> What you will do:
Repeat the entries beneath in their entirety, precisely as given.

> Exercise materials:
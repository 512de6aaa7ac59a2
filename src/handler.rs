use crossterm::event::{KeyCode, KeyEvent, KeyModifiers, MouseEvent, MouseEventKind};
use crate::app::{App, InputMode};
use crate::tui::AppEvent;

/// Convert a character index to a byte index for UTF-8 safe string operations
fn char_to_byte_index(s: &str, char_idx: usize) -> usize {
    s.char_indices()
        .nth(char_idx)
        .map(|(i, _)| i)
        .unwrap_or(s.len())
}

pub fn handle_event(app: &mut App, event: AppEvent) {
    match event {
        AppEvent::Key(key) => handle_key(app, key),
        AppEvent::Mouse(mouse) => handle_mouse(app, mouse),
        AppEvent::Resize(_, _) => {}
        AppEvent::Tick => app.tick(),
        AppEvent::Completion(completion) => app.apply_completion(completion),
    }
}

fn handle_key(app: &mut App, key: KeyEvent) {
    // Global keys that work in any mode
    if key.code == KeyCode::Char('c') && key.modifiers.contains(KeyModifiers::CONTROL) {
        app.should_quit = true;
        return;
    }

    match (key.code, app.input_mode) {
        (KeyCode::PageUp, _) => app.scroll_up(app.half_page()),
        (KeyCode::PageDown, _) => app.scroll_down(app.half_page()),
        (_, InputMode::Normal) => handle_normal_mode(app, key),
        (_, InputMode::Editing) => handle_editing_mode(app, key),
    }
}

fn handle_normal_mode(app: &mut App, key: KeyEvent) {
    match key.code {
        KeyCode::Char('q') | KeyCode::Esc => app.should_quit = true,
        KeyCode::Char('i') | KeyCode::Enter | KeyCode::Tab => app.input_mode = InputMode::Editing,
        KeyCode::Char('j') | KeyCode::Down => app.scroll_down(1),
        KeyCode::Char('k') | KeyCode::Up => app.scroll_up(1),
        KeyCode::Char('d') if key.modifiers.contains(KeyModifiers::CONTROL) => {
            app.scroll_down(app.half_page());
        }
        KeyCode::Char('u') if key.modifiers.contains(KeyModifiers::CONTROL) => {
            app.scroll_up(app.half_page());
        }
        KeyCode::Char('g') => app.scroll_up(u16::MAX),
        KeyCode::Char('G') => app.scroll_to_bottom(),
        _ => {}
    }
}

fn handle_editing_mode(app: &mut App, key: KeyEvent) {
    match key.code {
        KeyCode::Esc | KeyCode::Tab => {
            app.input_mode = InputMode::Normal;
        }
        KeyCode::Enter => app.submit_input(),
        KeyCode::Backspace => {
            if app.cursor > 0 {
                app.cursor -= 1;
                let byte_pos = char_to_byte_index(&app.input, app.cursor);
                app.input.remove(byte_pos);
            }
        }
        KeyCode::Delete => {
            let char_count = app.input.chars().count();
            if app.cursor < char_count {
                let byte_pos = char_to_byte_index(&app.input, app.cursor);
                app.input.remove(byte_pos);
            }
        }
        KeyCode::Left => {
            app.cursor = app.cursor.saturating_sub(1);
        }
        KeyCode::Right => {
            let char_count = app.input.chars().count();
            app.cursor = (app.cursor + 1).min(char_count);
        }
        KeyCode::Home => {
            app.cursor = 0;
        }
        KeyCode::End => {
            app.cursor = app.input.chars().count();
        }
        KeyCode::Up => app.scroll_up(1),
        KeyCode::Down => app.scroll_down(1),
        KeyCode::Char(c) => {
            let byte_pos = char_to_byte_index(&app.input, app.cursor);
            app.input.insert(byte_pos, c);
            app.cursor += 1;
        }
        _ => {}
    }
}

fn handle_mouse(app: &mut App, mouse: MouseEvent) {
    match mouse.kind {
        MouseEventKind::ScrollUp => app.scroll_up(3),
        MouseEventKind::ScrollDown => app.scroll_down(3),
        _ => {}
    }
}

> Final answer:
repository 512de6aaa7ac59a2
filename src/handler.rs
use crossterm::event::{KeyCode, KeyEvent, KeyModifiers, MouseEvent, MouseEventKind};
use crate::app::{App, InputMode};
use crate::tui::AppEvent;

/// Convert a character index to a byte index for UTF-8 safe string operations
fn char_to_byte_index(s: &str, char_idx: usize) -> usize {
    s.char_indices()
        .nth(char_idx)
        .map(|(i, _)| i)
        .unwrap_or(s.len())
}

pub fn handle_event(app: &mut App, event: AppEvent) {
    match event {
        AppEvent::Key(key) => handle_key(app, key),
        AppEvent::Mouse(mouse) => handle_mouse(app, mouse),
        AppEvent::Resize(_, _) => {}
        AppEvent::Tick => app.tick(),
        AppEvent::Completion(completion) => app.apply_completion(completion),
    }
}

fn handle_key(app: &mut App, key: KeyEvent) {
    // Global keys that work in any mode
    if key.code == KeyCode::Char('c') && key.modifiers.contains(KeyModifiers::CONTROL) {
        app.should_quit = true;
        return;
    }

    match (key.code, app.input_mode) {
        (KeyCode::PageUp, _) => app.scroll_up(app.half_page()),
        (KeyCode::PageDown, _) => app.scroll_down(app.half_page()),
        (_, InputMode::Normal) => handle_normal_mode(app, key),
        (_, InputMode::Editing) => handle_editing_mode(app, key),
    }
}

fn handle_normal_mode(app: &mut App, key: KeyEvent) {
    match key.code {
        KeyCode::Char('q') | KeyCode::Esc => app.should_quit = true,
        KeyCode::Char('i') | KeyCode::Enter | KeyCode::Tab => app.input_mode = InputMode::Editing,
        KeyCode::Char('j') | KeyCode::Down => app.scroll_down(1),
        KeyCode::Char('k') | KeyCode::Up => app.scroll_up(1),
        KeyCode::Char('d') if key.modifiers.contains(KeyModifiers::CONTROL) => {
            app.scroll_down(app.half_page());
        }
        KeyCode::Char('u') if key.modifiers.contains(KeyModifiers::CONTROL) => {
            app.scroll_up(app.half_page());
        }
        KeyCode::Char('g') => app.scroll_up(u16::MAX),
        KeyCode::Char('G') => app.scroll_to_bottom(),
        _ => {}
    }
}

fn handle_editing_mode(app: &mut App, key: KeyEvent) {
    match key.code {
        KeyCode::Esc | KeyCode::Tab => {
            app.input_mode = InputMode::Normal;
        }
        KeyCode::Enter => app.submit_input(),
        KeyCode::Backspace => {
            if app.cursor > 0 {
                app.cursor -= 1;
                let byte_pos = char_to_byte_index(&app.input, app.cursor);
                app.input.remove(byte_pos);
            }
        }
        KeyCode::Delete => {
            let char_count = app.input.chars().count();
            if app.cursor < char_count {
                let byte_pos = char_to_byte_index(&app.input, app.cursor);
                app.input.remove(byte_pos);
            }
        }
        KeyCode::Left => {
            app.cursor = app.cursor.saturating_sub(1);
        }
        KeyCode::Right => {
            let char_count = app.input.chars().count();
            app.cursor = (app.cursor + 1).min(char_count);
        }
        KeyCode::Home => {
            app.cursor = 0;
        }
        KeyCode::End => {
            app.cursor = app.input.chars().count();
        }
        KeyCode::Up => app.scroll_up(1),
        KeyCode::Down => app.scroll_down(1),
        KeyCode::Char(c) => {
            let byte_pos = char_to_byte_index(&app.input, app.cursor);
            app.input.insert(byte_pos, c);
            app.cursor += 1;
        }
        _ => {}
    }
}

fn handle_mouse(app: &mut App, mouse: MouseEvent) {
    match mouse.kind {
        MouseEventKind::ScrollUp => app.scroll_up(3),
        MouseEventKind::ScrollDown => app.scroll_down(3),
        _ => {}
    }
}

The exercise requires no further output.